Mother Jones investigative reporter Andy Kroll announced Wednesday that he’s the new DC bureau chief for Rolling Stone. His hire reflects new Rolling Stone owner Jay Penske’s plan to inject millions of dollars into refocusing the venerable counterculture publication’s coverage, which he described to the New York Post as “staying in three lanes: music in all the genres that matter, politics and pop culture.” Kroll, 32, will be the New York-based magazine’s only DC employee at first, filling a position previously held by William Greider and Hunter S. Thompson. We caught up with the displaced Michigander, who wrote a fun story about Terry McAuliffe for us in 2016, to ask him what his new job will entail.
Washingtonian: So…are you the sum total of the DC bureau right now?
I am the DC bureau right now. My hope is to eventually grow that. The hope of the bureau is to cover Washington from all sorts of angles, to tackle the stories coming out of Washington that are playing out in real time and the ones that are created by the reporting that I do. The goal is to do investigative reporting. It is to do smart analysis. I think there’s a real hunger and a real opening to to do reporting that takes one step back from the crowd at an event and takes in the mood and the atmosphere to write stories about Washington as well as stories that are in Washington. Washington itself is its own story.
There’s an opening for Rolling Stone-style reporting on just what it’s like to be in Washington in the age of Donald Trump. Who the players are and how the power works. That’s the stuff that you don’t see in newspaper stories.
Do you have any models for how you want to do this job?
I think it’s drawing bits and pieces of a lot of folks who are doing work right now. I will read everything that Jane Mayer writes in the New Yorker. She is the master of the investigative profile. When I write for the magazine I want to write pieces that are Jane Mayer-style pieces. I want to write scene pieces that are like stuff that Olivia Nuzzi writes. Mark Leibovich gets at some of the absurdities and the circus of Washington in a way that I’ve always liked. If I could try to compete with some of the great reporters wring about Trump right now, that’s the goal, that’s my north star.
Will you attend White House briefings, that kind of thing?
Yeah, I think so. I don’t know if being a regular attendee makes a lot of sense. That’s another one of those great scenes, the world of the press briefing room.
This is obviously not an undercovered administration. Do you have any ideas about how to break through all the coverage?
Yeah. One is breaking news, investigative stories. That’s something that I cut my teeth on at at Mother Jones, whether I was covering Cambridge Analytica or Scott Pruitt and the EPA. There’s not as many people taking stock of the larger picture of whats going on. I still think that writing about the media, we need more of it on a whole bunch of levels. I always thought that one of the great Rolling Stone political stories, “The Boys on the Bus,” could be rebooted in the Trump age and you’d find fascinating things.
I really do think that there is a Rolling Stone style of journalism that has a voice and is hard-hitting and is a longform piece that other magazines just don’t do.

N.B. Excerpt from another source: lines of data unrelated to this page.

//! Two-point derivative
//!
//! A rate stamps each sample with its own wall-clock read, in whole seconds,
//! and at flush reports the derivative between the two most recent samples.
//! The caller's sample timestamp and the flush window play no part in the
//! measurement interval.
//!
//! After every flush only the latest sample is kept, so each window needs at
//! least one new sample to report anything:
//!
//! ```text
//! [sample(10)@0, sample(20)@5, FLUSH, FLUSH]
//!  -> [(0, 10)]
//!  -> [(0, 10), (5, 20)]
//!  -> [(5, 20)]            => [2.0]
//!  -> [(5, 20)]            => []
//! ```
//!
//! A zero-width interval or a decreasing value suppresses the window's record.
//! Both are logged and neither is an error.

use metrics::counter;
use tracing::{info, warn};

use crate::{
    Accumulator, MetricType,
    clock::{Clock, SystemClock},
    context::{Base, Context},
    format::Formatter,
    value::Value,
};

/// Outcome of differentiating two samples.
#[derive(Debug, Clone, Copy, PartialEq)]
enum Derivative {
    Value(f64),
    /// Both samples share a timestamp, the rate would be infinite.
    ZeroInterval,
    /// The value decreased, likely a counter reset.
    Negative,
}

fn derivative((t1, v1): (f64, f64), (t2, v2): (f64, f64)) -> Derivative {
    let interval = t2 - t1;
    if interval == 0.0 {
        return Derivative::ZeroInterval;
    }
    let delta = v2 - v1;
    if delta < 0.0 {
        return Derivative::Negative;
    }
    Derivative::Value(delta / interval)
}

#[derive(Debug, Clone)]
/// A rate accumulator, reported as a gauge.
pub struct Rate<F, C = SystemClock> {
    base: Base<F, C>,
    // At most the two latest (seconds, value) samples, oldest first.
    samples: Vec<(f64, f64)>,
}

impl<F> Rate<F, SystemClock>
where
    F: Formatter,
{
    /// Create a new [`Rate`].
    #[must_use]
    pub fn new(context: Context, formatter: F) -> Self {
        Self::with_clock(context, formatter, SystemClock)
    }
}

impl<F, C> Rate<F, C>
where
    F: Formatter,
    C: Clock,
{
    /// Create a new [`Rate`] reading time from `clock`.
    #[must_use]
    pub fn with_clock(context: Context, formatter: F, clock: C) -> Self {
        Self {
            base: Base::new(context, formatter, clock),
            samples: Vec::with_capacity(2),
        }
    }
}

impl<F, C> Accumulator for Rate<F, C>
where
    F: Formatter,
    C: Clock,
{
    type Record = F::Record;

    fn sample<V>(&mut self, value: V, _sample_rate: f64, _timestamp: Option<f64>)
    where
        V: Into<Value>,
    {
        let value = value.into();
        let Some(v) = self.base.numeric(&value) else {
            return;
        };
        let now = self.base.touch();
        // Only the latest two samples are ever differentiated.
        if self.samples.len() == 2 {
            self.samples.remove(0);
        }
        self.samples.push((now.trunc(), v));
    }

    fn flush(&mut self, timestamp: f64, interval: f64) -> Vec<Self::Record> {
        let [first, second] = self.samples[..] else {
            return Vec::new();
        };
        self.samples.remove(0);

        match derivative(first, second) {
            Derivative::Value(rate) => {
                vec![self.base.emit(rate, timestamp, MetricType::Gauge, interval)]
            }
            Derivative::ZeroInterval => {
                warn!(metric = %self.base.context.name(), "Metric has an interval of 0. Not flushing.");
                counter!("rollup_rate_suppressed", "reason" => "zero_interval").increment(1);
                Vec::new()
            }
            Derivative::Negative => {
                info!(metric = %self.base.context.name(), "Metric has a rate < 0. Counter may have been reset.");
                counter!("rollup_rate_suppressed", "reason" => "negative").increment(1);
                Vec::new()
            }
        }
    }

    fn last_sample_time(&self) -> Option<f64> {
        self.base.last_sample_time
    }

    fn context(&self) -> &Context {
        &self.base.context
    }
}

And there really is an audience for it. I say that because I’d like to think I did some of that at Mother Jones and was always heartened that those stories found an audience. Even in an age of social media, people still want to read a 5,000-word story.
In Washington, applying a sort of sociological or anthropological eye before Trump was interesting. Now with Trump it’s even more so.
That means covering the mid-terms and the 2020 election, and you’re the only DC-based employee. When will you sleep or take time off?
Yeah, I was talking to my girlfriend about this. She’s 100 percent supportive. I feel like I’m at this really exciting point in my career where I’ve been given this really great opportunity in a really fascinating and troubling point in American history, and all I want to do is cover it wall-to-wall, as smart as I can. You just hit that point in your life where you feel so focused on doing your really best work, and sleep and vacation be damned because you want to go at it it with everything you’ve got.
This interview has been condensed and lightly edited.